3. Wrong Dose/Method:

  • Patient given wrong dose EN formulation / or oral-enteral medications.
  • Patient given EN formulation/ or oral-enteral medications via wrong method (received intermittent instead of continuous).

4. Wrong Drug/Formulation:

  • Patient given wrong EN formulation / or oral-enteral medications.
  • Patient given wrong additive to EN formulation

5. Wrong Time:

  • Patient given EN formulation / or oral-enteral medications at the wrong time.

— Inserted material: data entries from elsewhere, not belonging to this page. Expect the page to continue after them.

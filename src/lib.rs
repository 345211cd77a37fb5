#![doc = r#"
png2svg — pixel-exact PNG to SVG conversion.

Every pixel whose alpha is greater than zero becomes one 1×1 `<rect>` filled
with the pixel's RGB color; fully transparent pixels are dropped. Adjacent
pixels are never merged, so the SVG reproduces the raster exactly at any zoom
level. Alpha only decides whether a rectangle exists: partially transparent
pixels are emitted fully opaque.

Convert a single file
---------------------
```rust,no_run
use std::path::Path;
use png2svg::{ConversionParams, convert_png_to_svg};

fn main() -> png2svg::Result<()> {
    let svg = convert_png_to_svg(
        Path::new("sprites/hero.png"),
        Path::new("sprites/png2svg/hero.svg"),
        &ConversionParams::default(),
    )?;
    println!("{} rectangles", svg.rect_count());
    Ok(())
}
```

Encode in memory
----------------
```rust
use image::{Rgba, RgbaImage};
use png2svg::encode_svg;

let mut image = RgbaImage::new(2, 1);
image.put_pixel(0, 0, Rgba([255, 0, 128, 255]));

let svg = encode_svg(&image);
assert_eq!(
    svg.as_str(),
    "<svg xmlns='http://www.w3.org/2000/svg' viewBox='0 0 2 1' width='2' height='1'> \
     <rect x='0' y='0' width='1' height='1' fill='#ff0080'/> </svg>"
);
```

Batch helpers
-------------
```rust,no_run
use std::path::Path;
use png2svg::{ConversionParams, process_directory_to_path};

fn main() -> png2svg::Result<()> {
    let params = ConversionParams {
        output_subdir: "vector".to_string(),
        ..Default::default()
    };

    let report = process_directory_to_path(Path::new("assets"), &params)?;
    println!("entries={} converted={}", report.entries, report.converted);
    Ok(())
}
```

Error handling
--------------
All public functions return `png2svg::Result<T>`. Match on `png2svg::Error`,
or use `Error::kind()` for the flat category.

```rust,no_run
use std::path::Path;
use png2svg::{ConversionParams, ErrorKind, process_directory_to_path};

match process_directory_to_path(Path::new("missing"), &ConversionParams::default()) {
    Ok(report) => println!("{} converted", report.converted),
    Err(e) if e.kind() == ErrorKind::DirectoryNotFound => eprintln!("no such directory"),
    Err(e) => eprintln!("failed: {e}"),
}
```

Useful modules
--------------
- [`api`] — file and directory entry points, `BatchReport`.
- [`core`] — the encoder (`SvgEncoder`, `SvgDocument`) and `ConversionParams`.
- [`io`] — PNG discovery/decoding and the SVG writer.
- [`types`] — `Fill` and `SvgRect`.
- [`error`] — crate-level `Error`, `ErrorKind` and `Result`.
"#]

pub mod api;
pub mod core;
pub mod error;
pub mod io;
pub mod types;

// Curated public API surface
pub use crate::core::encode::{SvgDocument, SvgEncoder, encode_svg};
pub use crate::core::params::{ConversionParams, DEFAULT_OUTPUT_SUBDIR};
pub use error::{Error, ErrorKind, Result};
pub use types::{Fill, SvgRect};

pub use api::{
    BatchReport, convert_png_to_svg, output_path_for, process_directory_to_path,
    process_directory_with_progress,
};
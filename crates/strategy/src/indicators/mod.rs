pub mod sma;

pub use sma::SmaIndicator;
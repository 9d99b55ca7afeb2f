pub mod weights;

pub use weights::{allocate, side_weight};
pub mod executor;
pub mod lifecycle;
pub mod schedule;

pub use executor::{RebalanceDriver, SubmissionOutcome};
pub use lifecycle::{DayCycle, Engine, StagedDay};
pub use schedule::DailySchedule;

6. Medications given via tube that should not have been administered by this route (e.g. medications that were crushed and should not have been crushed and given via tube)

7. Tube Placement Errors

  • Placement of tube tip into the bronchotracheal system with perforation
  • Placement of tube tip into the bronchotracheal system with feeding into lung (do not need to report bronchotracheal system placement if repositioned without incident)
  • Placement of tube tip with perforation of GI tract

8.  Patient or Staff Removal of Permanent Feeding Tube and inability to Replace without Surgery, Endoscopy, or Radiologic Placement of new tube.

Parenteral Nutrition:

1. Wrong Route:

  • Misconnection where PN or IV medications were delivered into any IV line not designated for PN, trach cuff, enteral tube, abdominal drain, urinary catheter, medical gas tubing, etc. In particular, Central  PN infused into a peripheral IV line.
  • Central PN formulation infused into an IV line with tip that has migrated or been placed outside central vein.Infusing other IV medications that are incompatible with TPN formulation Infusing a TPN through a peripheral line

2. Wrong Patient:

  • Patient given PN formulation not ordered for them.
  • Patients given a PN formulation based on another patient’s lab values

3. Wrong Dose/Method:

  • Patient prescribed wrong dose or formulation of PN solution
  • Patient given wrong dose of any component of PN solution.
  • Patient given PN formulation at wrong rate.
  • Patient given PN formulation via wrong method (received intermittent instead of continuous).
  • Wrong PN formulation prepared and delivered to patient care area for patient administration.
  • Wrong formula based on wrong patient information (e.g., labs, patient weight)

4. Wrong Formulation: See wrong dose

5. Wrong Time:

  • Patient given PN formulation at the wrong time.

6. Medications given via PN IV access that caused interaction / precipitation and required new tube placement. (do not need to report clog if able to aspirate precipitate)

7. Patient or Staff Accidental Removal of Central Venous Catheter in which PN is infusing.